WHAT THE TASK ASKS: Should the word "starts" occur in a line of the records, copy that line.

PROVIDED ENTRIES:
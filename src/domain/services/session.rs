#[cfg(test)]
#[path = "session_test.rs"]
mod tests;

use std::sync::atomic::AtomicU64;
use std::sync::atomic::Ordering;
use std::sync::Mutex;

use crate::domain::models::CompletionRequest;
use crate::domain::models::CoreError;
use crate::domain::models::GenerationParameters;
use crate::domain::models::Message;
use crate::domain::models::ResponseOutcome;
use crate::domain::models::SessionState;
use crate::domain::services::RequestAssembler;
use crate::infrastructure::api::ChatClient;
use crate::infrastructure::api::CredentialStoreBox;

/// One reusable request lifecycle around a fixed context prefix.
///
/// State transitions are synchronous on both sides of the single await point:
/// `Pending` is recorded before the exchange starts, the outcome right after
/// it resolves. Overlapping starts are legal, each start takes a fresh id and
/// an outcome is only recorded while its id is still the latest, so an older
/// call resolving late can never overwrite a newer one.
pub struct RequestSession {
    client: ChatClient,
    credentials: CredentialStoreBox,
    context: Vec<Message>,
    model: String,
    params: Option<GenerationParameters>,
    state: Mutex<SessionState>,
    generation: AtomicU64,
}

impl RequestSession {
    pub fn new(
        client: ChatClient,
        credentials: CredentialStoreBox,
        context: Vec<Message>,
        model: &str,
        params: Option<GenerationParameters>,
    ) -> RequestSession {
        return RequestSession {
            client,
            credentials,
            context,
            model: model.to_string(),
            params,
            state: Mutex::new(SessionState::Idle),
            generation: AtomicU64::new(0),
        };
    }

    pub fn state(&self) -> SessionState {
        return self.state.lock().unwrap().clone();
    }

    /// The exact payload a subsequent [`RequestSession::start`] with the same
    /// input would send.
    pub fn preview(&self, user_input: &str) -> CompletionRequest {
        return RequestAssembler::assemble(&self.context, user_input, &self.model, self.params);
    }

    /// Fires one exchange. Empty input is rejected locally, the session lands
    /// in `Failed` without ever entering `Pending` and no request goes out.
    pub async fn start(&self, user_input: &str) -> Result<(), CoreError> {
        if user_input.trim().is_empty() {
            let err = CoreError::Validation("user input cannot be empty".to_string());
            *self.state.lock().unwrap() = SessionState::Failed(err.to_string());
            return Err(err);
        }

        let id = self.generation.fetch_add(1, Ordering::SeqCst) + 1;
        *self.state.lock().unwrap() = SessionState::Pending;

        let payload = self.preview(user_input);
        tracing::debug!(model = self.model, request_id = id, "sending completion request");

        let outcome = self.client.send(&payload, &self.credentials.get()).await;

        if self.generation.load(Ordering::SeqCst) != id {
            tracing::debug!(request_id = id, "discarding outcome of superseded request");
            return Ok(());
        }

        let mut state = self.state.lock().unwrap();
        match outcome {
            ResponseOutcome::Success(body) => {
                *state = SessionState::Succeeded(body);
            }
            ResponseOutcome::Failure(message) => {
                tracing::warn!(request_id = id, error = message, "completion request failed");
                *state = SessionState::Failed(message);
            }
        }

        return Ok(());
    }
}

---

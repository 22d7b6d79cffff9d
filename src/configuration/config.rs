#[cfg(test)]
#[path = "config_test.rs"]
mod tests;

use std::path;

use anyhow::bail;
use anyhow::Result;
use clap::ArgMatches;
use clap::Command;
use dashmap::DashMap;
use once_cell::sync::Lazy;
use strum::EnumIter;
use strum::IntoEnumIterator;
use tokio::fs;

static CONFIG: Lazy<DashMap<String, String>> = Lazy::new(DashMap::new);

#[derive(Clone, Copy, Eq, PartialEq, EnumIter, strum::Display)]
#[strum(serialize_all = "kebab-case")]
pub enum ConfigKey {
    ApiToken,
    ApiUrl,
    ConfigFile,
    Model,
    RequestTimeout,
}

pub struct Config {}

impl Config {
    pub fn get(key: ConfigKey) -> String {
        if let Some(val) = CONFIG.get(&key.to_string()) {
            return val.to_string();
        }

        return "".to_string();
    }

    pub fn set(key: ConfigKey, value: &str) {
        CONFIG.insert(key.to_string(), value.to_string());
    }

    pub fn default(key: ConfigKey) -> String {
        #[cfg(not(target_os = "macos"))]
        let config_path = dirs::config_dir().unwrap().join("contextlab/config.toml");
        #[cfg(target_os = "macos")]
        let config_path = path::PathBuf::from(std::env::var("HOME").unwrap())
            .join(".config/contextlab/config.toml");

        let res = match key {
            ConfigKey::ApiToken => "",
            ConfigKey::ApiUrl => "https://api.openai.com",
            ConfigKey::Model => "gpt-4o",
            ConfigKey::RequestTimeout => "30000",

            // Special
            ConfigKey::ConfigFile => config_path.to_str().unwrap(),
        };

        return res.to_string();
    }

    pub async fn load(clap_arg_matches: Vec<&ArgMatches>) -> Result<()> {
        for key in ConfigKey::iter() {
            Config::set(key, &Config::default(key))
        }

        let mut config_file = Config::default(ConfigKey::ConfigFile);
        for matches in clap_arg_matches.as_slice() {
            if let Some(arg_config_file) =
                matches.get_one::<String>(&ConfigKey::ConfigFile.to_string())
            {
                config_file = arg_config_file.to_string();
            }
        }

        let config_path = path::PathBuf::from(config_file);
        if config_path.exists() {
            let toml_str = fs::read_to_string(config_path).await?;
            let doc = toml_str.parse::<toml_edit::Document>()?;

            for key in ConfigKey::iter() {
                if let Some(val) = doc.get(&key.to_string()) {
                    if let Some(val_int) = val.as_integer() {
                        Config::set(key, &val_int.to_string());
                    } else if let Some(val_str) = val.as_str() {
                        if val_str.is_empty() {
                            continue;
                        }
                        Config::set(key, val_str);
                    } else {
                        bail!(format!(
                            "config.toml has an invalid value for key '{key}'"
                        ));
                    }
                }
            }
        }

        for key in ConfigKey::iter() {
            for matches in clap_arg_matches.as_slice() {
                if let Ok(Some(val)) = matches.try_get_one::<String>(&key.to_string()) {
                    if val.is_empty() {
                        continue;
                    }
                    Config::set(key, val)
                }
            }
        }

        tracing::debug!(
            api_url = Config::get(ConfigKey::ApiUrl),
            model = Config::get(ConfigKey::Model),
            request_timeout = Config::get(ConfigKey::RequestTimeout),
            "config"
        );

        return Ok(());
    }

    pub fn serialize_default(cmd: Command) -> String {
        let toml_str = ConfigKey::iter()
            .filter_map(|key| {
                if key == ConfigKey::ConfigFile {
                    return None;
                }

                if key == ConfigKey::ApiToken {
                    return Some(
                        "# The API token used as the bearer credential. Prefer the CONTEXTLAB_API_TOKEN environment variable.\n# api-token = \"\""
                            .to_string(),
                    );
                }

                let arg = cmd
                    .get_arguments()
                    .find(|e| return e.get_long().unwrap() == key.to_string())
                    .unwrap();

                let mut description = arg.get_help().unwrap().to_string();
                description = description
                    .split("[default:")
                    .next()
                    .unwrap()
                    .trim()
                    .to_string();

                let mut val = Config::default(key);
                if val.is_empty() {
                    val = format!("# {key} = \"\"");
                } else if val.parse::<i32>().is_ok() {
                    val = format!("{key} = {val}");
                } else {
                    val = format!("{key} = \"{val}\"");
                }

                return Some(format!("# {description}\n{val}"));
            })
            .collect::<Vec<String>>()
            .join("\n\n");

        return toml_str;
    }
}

FINAL ANSWER:
/// `Pending` is recorded before the exchange starts, the outcome right after
/// it resolves. Overlapping starts are legal, each start takes a fresh id and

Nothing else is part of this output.